» **Work instructions**:
Work out how many lines of the material below mention the word "NewPermanentItem"; reply with the number only.

» **Input for this task**:
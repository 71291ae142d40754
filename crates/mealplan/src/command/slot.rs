use mealplanner_shared::{
    mealplan::{MealAssignment, SlotId, WeekKey},
    store::MealPlanStore,
};
use validator::Validate;

pub struct UpdateSlotInput {
    pub week: WeekKey,
    pub slot: SlotId,
    /// `None` clears the slot
    pub meal: Option<MealAssignment>,
}

pub struct UpdateSlotsInput {
    pub week: WeekKey,
    pub updates: Vec<(SlotId, Option<MealAssignment>)>,
}

/// Exchanges the contents of two slots; an empty side simply moves the meal.
pub struct SwapSlotsInput {
    pub week: WeekKey,
    pub from: SlotId,
    pub to: SlotId,
}

#[derive(Validate)]
pub struct PlaceMultiDayInput {
    pub week: WeekKey,
    /// Checked once duplicates are removed
    #[validate(length(min = 2, message = "A multi-day meal needs at least two slots"))]
    pub slots: Vec<SlotId>,
    pub meal: MealAssignment,
}

impl<S: MealPlanStore> super::Command<S> {
    pub async fn update_slot(&self, input: UpdateSlotInput) -> mealplanner_shared::Result<()> {
        self.update_slots(UpdateSlotsInput {
            week: input.week,
            updates: vec![(input.slot, input.meal)],
        })
        .await
    }

    /// Applies every update in order and saves the plan once.
    pub async fn update_slots(&self, input: UpdateSlotsInput) -> mealplanner_shared::Result<()> {
        let count = input.updates.len();
        self.mutate(input.week, |plan| {
            for (slot, meal) in input.updates {
                match meal {
                    Some(meal) => plan.meals.insert(slot, meal),
                    None => plan.meals.remove(&slot),
                };
            }

            Ok(())
        })
        .await?;

        tracing::info!(week = %input.week, count, "meal slots updated");

        Ok(())
    }

    /// Writes one meal spanning several slots, each slot carrying the full
    /// member list.
    pub async fn place_multi_day(
        &self,
        mut input: PlaceMultiDayInput,
    ) -> mealplanner_shared::Result<()> {
        input.slots.sort();
        input.slots.dedup();
        input.validate()?;

        let meal = input.meal.with_multi_day(input.slots.clone());
        let updates = input
            .slots
            .into_iter()
            .map(|slot| (slot, Some(meal.clone())))
            .collect();

        self.update_slots(UpdateSlotsInput {
            week: input.week,
            updates,
        })
        .await
    }

    pub async fn swap_slots(&self, input: SwapSlotsInput) -> mealplanner_shared::Result<()> {
        if input.from == input.to {
            return Ok(());
        }

        self.mutate(input.week, |plan| {
            let from = plan.meals.remove(&input.from);
            let to = plan.meals.remove(&input.to);

            if let Some(meal) = from {
                plan.meals.insert(input.to, meal);
            }
            if let Some(meal) = to {
                plan.meals.insert(input.from, meal);
            }

            Ok(())
        })
        .await?;

        tracing::info!(week = %input.week, from = %input.from, to = %input.to, "meal slots swapped");

        Ok(())
    }
}
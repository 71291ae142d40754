use mealplanner_shared::{
    mealplan::{ExtraMeal, MealAssignment, WeekKey},
    store::MealPlanStore,
};

impl<S: MealPlanStore> super::Command<S> {
    /// Adds a meal outside the calendar and returns its id.
    pub async fn add_extra(
        &self,
        week: WeekKey,
        meal: MealAssignment,
    ) -> mealplanner_shared::Result<String> {
        let id = format!("extra_{}", ulid::Ulid::new());
        let extra = ExtraMeal {
            id: id.to_owned(),
            meal,
        };

        self.mutate(week, |plan| {
            plan.extras.push(extra);
            Ok(())
        })
        .await?;

        tracing::info!(week = %week, id = %id, "extra meal added");

        Ok(id)
    }

    pub async fn delete_extra(&self, week: WeekKey, id: &str) -> mealplanner_shared::Result<()> {
        self.mutate(week, |plan| {
            let Some(pos) = plan.extras.iter().position(|extra| extra.id == id) else {
                mealplanner_shared::not_found!("extra {}", id);
            };

            plan.extras.remove(pos);
            Ok(())
        })
        .await?;

        tracing::info!(week = %week, id = %id, "extra meal deleted");

        Ok(())
    }
}
use anyhow::Result;
use tracing_subscriber::{EnvFilter, Layer, fmt, layer::SubscriberExt, util::SubscriberInitExt};

/// Initialize tracing and logging
///
/// - Structured JSON logging when `ENVIRONMENT=production`
/// - Console logging otherwise, on stderr so command output stays clean
/// - `RUST_LOG` overrides the configured level
pub fn init_observability(service_name: &str, service_version: &str, log_level: &str) -> Result<()> {
    let env_filter =
        EnvFilter::try_from_default_env().unwrap_or_else(|_| EnvFilter::new(log_level));

    let is_production = std::env::var("ENVIRONMENT")
        .map(|env| env == "production")
        .unwrap_or(false);

    if is_production {
        tracing_subscriber::registry()
            .with(
                fmt::layer()
                    .json()
                    .with_writer(std::io::stderr)
                    .with_filter(env_filter),
            )
            .try_init()?;
    } else {
        tracing_subscriber::registry()
            .with(
                fmt::layer()
                    .with_target(true)
                    .with_thread_ids(true)
                    .with_line_number(true)
                    .with_writer(std::io::stderr)
                    .with_filter(env_filter),
            )
            .try_init()?;
    }

    tracing::debug!(
        service.name = service_name,
        service.version = service_version,
        "Observability initialized"
    );

    Ok(())
}

#[cfg(test)]
mod tests {
    use super::*;

    #[test]
    fn test_observability_init_once() {
        let result = init_observability("test-service", "0.1.0", "debug");
        assert!(result.is_ok(), "init should succeed: {:?}", result.err());

        // a global subscriber is already installed
        assert!(init_observability("test-service", "0.1.0", "debug").is_err());
    }
}
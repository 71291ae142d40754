use mealplanner_shared::{
    mealplan::{DayKey, MealAssignment, SlotId, SlotType},
    recipe::RecipeIngredient,
    shopping::NewPermanentItem,
};
use mealplanner_shopping::{CHECKED_CATEGORY_LABEL, Command, ListCategory, Query, ToggleInput};
use time::macros::date;

mod helpers;

const WEDNESDAY: time::Date = date!(2025 - 01 - 22);

#[tokio::test]
async fn test_scaled_recipe_entry() -> anyhow::Result<()> {
    let store = helpers::setup_store(vec![helpers::pasta()]).await;
    helpers::plan_meals(
        &store,
        vec![(
            SlotId::new(DayKey::Wednesday, SlotType::Dinner),
            MealAssignment::recipe("pasta-id", "Pasta", 2),
        )],
    )
    .await;

    let list = Query::new(store).list(helpers::week(), WEDNESDAY).await?;

    assert_eq!(list.total_items(), 1);
    let produce = list.category("produce").unwrap();
    assert_eq!(produce.items[0].name, "Tomato");
    assert_eq!(produce.items[0].display_quantity(), "400 g");

    Ok(())
}

#[tokio::test]
async fn test_past_meals_are_ignored() -> anyhow::Result<()> {
    let store = helpers::setup_store(vec![helpers::pasta()]).await;
    helpers::plan_meals(
        &store,
        vec![
            (
                SlotId::new(DayKey::Monday, SlotType::Lunch),
                MealAssignment::recipe("pasta-id", "Pasta", 4),
            ),
            (
                SlotId::new(DayKey::Wednesday, SlotType::Dinner),
                MealAssignment::recipe("pasta-id", "Pasta", 2),
            ),
        ],
    )
    .await;

    let list = Query::new(store).list(helpers::week(), WEDNESDAY).await?;
    let tomato = list.entry("produce_Tomato").unwrap();

    assert_eq!(tomato.display_quantity(), "400 g");

    Ok(())
}

#[tokio::test]
async fn test_multi_day_meal_is_bought_once() -> anyhow::Result<()> {
    let store = helpers::setup_store(vec![helpers::pasta()]).await;
    let members = vec![
        SlotId::new(DayKey::Thursday, SlotType::Lunch),
        SlotId::new(DayKey::Thursday, SlotType::Dinner),
    ];
    let meal = MealAssignment::recipe("pasta-id", "Pasta", 4).with_multi_day(members.clone());
    helpers::plan_meals(
        &store,
        members.into_iter().map(|slot| (slot, meal.clone())).collect(),
    )
    .await;

    let list = Query::new(store).list(helpers::week(), WEDNESDAY).await?;

    assert_eq!(list.entry("produce_Tomato").unwrap().display_quantity(), "800 g");

    Ok(())
}

#[tokio::test]
async fn test_units_are_merged_across_recipes() -> anyhow::Result<()> {
    let bread = helpers::recipe(
        "bread-id",
        "Bread",
        vec![RecipeIngredient::new("Flour", "baking", 1000.0, "g")],
    );
    let cake = helpers::recipe(
        "cake-id",
        "Cake",
        vec![RecipeIngredient::new("Flour", "baking", 0.5, "kg")],
    );
    let store = helpers::setup_store(vec![bread, cake]).await;
    helpers::plan_meals(
        &store,
        vec![
            (
                SlotId::new(DayKey::Friday, SlotType::Lunch),
                MealAssignment::recipe("bread-id", "Bread", 1),
            ),
            (
                SlotId::new(DayKey::Saturday, SlotType::Dinner),
                MealAssignment::recipe("cake-id", "Cake", 1),
            ),
        ],
    )
    .await;

    let list = Query::new(store).list(helpers::week(), WEDNESDAY).await?;
    let flour = list.entry("baking_Flour").unwrap();

    assert_eq!(flour.display_quantity(), "1.5 kg");
    assert_eq!(flour.from_recipes, vec!["Bread", "Cake"]);

    Ok(())
}

#[tokio::test]
async fn test_missing_recipes_custom_meals_and_extras() -> anyhow::Result<()> {
    let store = helpers::setup_store(vec![helpers::pasta()]).await;
    helpers::plan_meals(
        &store,
        vec![
            (
                SlotId::new(DayKey::Thursday, SlotType::Lunch),
                MealAssignment::recipe("deleted-id", "Gone", 2),
            ),
            (
                SlotId::new(DayKey::Thursday, SlotType::Dinner),
                MealAssignment::custom("Restaurant", 2),
            ),
        ],
    )
    .await;

    let query = Query::new(store.clone());
    assert!(query.list(helpers::week(), WEDNESDAY).await?.is_empty());

    let mealplan = mealplanner_mealplan::Command::new(store, helpers::HOUSEHOLD);
    mealplan
        .add_extra(helpers::week(), MealAssignment::recipe("pasta-id", "Pasta", 4))
        .await?;

    // extras count even once the week is over
    let list = query.list(helpers::week(), date!(2025 - 02 - 01)).await?;
    assert_eq!(list.entry("produce_Tomato").unwrap().display_quantity(), "800 g");

    Ok(())
}

#[tokio::test]
async fn test_unplanned_week_gives_empty_list() -> anyhow::Result<()> {
    let store = helpers::setup_store(vec![]).await;
    let list = Query::new(store)
        .list(helpers::week().navigate(1), WEDNESDAY)
        .await?;

    assert!(list.is_empty());

    Ok(())
}

#[tokio::test]
async fn test_checked_permanent_item_moves_to_checked_group() -> anyhow::Result<()> {
    let store = helpers::setup_store(vec![]).await;
    let command = Command::new(store.clone());
    let query = Query::new(store);

    let item = command
        .add_permanent_item(
            helpers::week(),
            NewPermanentItem {
                name: "Paper towels".to_owned(),
                category: Some("other".to_owned()),
                ..Default::default()
            },
        )
        .await?;

    let list = query.list(helpers::week(), WEDNESDAY).await?;
    assert_eq!(list.category("other").unwrap().items[0].key, item.id);
    assert!(list.checked().is_none());

    let checked = command
        .toggle(ToggleInput {
            week: helpers::week(),
            key: item.id.to_owned(),
        })
        .await?;
    assert!(checked);

    let list = query.list(helpers::week(), WEDNESDAY).await?;
    assert!(list.category("other").is_none());
    let group = list.checked().unwrap();
    assert_eq!(group.category, ListCategory::Checked);
    assert_eq!(group.category.label(), CHECKED_CATEGORY_LABEL);
    assert_eq!(group.items[0].name, "Paper towels");
    assert_eq!(group.items[0].category, "other");
    assert_eq!(list.checked_count(), 1);

    Ok(())
}
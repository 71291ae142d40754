use serde::{Deserialize, Serialize};

use crate::DEFAULT_CATEGORY;

fn default_category() -> String {
    DEFAULT_CATEGORY.to_owned()
}

#[derive(Serialize, Deserialize, Clone, Debug, PartialEq)]
pub struct RecipeIngredient {
    /// Catalog id of the ingredient, when the recipe was built from the catalog
    #[serde(default)]
    pub ingredient_id: Option<String>,
    pub name: String,
    #[serde(default = "default_category")]
    pub category: String,
    #[serde(default)]
    pub quantity: Option<f64>,
    #[serde(default)]
    pub unit: String,
}

impl RecipeIngredient {
    pub fn new(
        name: impl Into<String>,
        category: impl Into<String>,
        quantity: f64,
        unit: impl Into<String>,
    ) -> Self {
        Self {
            ingredient_id: None,
            name: name.into(),
            category: category.into(),
            quantity: Some(quantity),
            unit: unit.into(),
        }
    }

    pub fn with_id(mut self, id: impl Into<String>) -> Self {
        self.ingredient_id = Some(id.into());
        self
    }

    /// Identity used to merge contributions of the same ingredient.
    ///
    /// Falls back to `category_name` for ingredients typed by hand, which
    /// matches the check-state key of the resulting shopping-list entry.
    pub fn identity(&self) -> String {
        match &self.ingredient_id {
            Some(id) => id.to_owned(),
            None => format!("{}_{}", self.category, self.name),
        }
    }
}

#[derive(Serialize, Deserialize, Clone, Debug, PartialEq)]
pub struct Recipe {
    pub id: String,
    pub name: String,
    #[serde(default)]
    pub servings: Option<u32>,
    #[serde(default)]
    pub ingredients: Vec<RecipeIngredient>,
}

impl Recipe {
    /// Native serving count used as the scaling denominator, never zero.
    pub fn native_servings(&self) -> u32 {
        match self.servings {
            Some(servings) if servings > 0 => servings,
            _ => 1,
        }
    }

    pub fn servings_ratio(&self, servings: u32) -> f64 {
        servings as f64 / self.native_servings() as f64
    }
}

#[cfg(test)]
mod tests {
    use super::*;

    fn recipe(servings: Option<u32>) -> Recipe {
        Recipe {
            id: "pasta-id".to_owned(),
            name: "Pasta".to_owned(),
            servings,
            ingredients: vec![],
        }
    }

    #[test]
    fn test_servings_ratio() {
        assert_eq!(recipe(Some(4)).servings_ratio(2), 0.5);
        assert_eq!(recipe(Some(2)).servings_ratio(6), 3.0);
    }

    #[test]
    fn test_missing_or_zero_servings_defaults_to_one() {
        assert_eq!(recipe(None).native_servings(), 1);
        assert_eq!(recipe(Some(0)).native_servings(), 1);
        assert_eq!(recipe(Some(0)).servings_ratio(3), 3.0);
    }

    #[test]
    fn test_identity_prefers_catalog_id() {
        let tomato = RecipeIngredient::new("Tomato", "produce", 800.0, "g");
        assert_eq!(tomato.identity(), "produce_Tomato");
        assert_eq!(tomato.with_id("ing-1").identity(), "ing-1");
    }

    #[test]
    fn test_deserialize_with_defaults() {
        let ingredient: RecipeIngredient =
            serde_json::from_str(r#"{"name":"Salt"}"#).unwrap();
        assert_eq!(ingredient.category, DEFAULT_CATEGORY);
        assert_eq!(ingredient.quantity, None);
        assert_eq!(ingredient.unit, "");
    }
}
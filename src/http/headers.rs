//! Header classification shared by the request and response paths.

use axum::http::header::{self, HeaderName};

/// Hop-by-hop headers are meaningful only for a single transport-level
/// connection and are never forwarded in either direction.
const HOP_BY_HOP: [HeaderName; 8] = [
    header::CONNECTION,
    HeaderName::from_static("keep-alive"),
    header::PROXY_AUTHENTICATE,
    header::PROXY_AUTHORIZATION,
    header::TE,
    header::TRAILER,
    header::TRANSFER_ENCODING,
    header::UPGRADE,
];

pub fn is_hop_by_hop(name: &HeaderName) -> bool {
    HOP_BY_HOP.contains(name)
}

» **Output below**:
2